### [Stored items]
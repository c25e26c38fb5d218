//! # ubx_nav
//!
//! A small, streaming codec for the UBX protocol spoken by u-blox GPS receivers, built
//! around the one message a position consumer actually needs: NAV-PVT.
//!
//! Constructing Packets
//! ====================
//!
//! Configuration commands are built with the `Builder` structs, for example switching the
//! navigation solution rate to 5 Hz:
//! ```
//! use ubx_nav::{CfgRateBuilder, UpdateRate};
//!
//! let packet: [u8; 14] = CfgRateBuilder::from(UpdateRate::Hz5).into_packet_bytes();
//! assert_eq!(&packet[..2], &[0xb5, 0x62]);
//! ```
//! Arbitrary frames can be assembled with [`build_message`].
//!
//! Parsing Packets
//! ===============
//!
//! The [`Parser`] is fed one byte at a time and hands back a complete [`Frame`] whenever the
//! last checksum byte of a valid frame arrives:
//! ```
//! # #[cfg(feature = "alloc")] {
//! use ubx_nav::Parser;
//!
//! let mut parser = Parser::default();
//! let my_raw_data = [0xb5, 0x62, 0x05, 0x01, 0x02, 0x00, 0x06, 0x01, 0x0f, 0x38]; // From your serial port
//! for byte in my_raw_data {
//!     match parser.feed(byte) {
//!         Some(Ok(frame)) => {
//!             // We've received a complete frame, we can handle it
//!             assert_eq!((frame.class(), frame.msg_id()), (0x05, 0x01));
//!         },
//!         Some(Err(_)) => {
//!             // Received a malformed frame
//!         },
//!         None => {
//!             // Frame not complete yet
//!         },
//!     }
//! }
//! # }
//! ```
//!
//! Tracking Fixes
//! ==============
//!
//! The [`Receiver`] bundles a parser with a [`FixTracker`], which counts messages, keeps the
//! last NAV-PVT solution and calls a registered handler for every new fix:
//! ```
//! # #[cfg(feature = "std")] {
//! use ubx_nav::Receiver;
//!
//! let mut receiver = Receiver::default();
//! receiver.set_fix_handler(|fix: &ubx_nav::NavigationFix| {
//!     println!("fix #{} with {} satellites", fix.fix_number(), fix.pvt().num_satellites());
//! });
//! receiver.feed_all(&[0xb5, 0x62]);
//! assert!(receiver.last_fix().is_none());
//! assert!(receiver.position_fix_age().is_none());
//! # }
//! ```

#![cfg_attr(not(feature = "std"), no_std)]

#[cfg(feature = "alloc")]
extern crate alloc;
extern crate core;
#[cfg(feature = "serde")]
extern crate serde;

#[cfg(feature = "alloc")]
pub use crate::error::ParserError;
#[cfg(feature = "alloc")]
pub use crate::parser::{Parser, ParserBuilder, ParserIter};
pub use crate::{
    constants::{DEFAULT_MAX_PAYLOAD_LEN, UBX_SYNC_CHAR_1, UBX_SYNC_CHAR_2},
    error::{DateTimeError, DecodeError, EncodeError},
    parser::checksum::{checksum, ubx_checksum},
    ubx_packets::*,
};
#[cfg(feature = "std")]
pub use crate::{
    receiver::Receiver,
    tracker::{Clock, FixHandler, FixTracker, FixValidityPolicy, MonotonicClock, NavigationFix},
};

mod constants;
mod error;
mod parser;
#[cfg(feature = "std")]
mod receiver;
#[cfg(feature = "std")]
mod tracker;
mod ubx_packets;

### [Problem description]
Lines in the records above that carry the word "FixTracker" are to be located and copied.

### [Reply]
//! The [`Receiver`] bundles a parser with a [`FixTracker`], which counts messages, keeps the
    tracker::{Clock, FixHandler, FixTracker, FixValidityPolicy, MonotonicClock, NavigationFix},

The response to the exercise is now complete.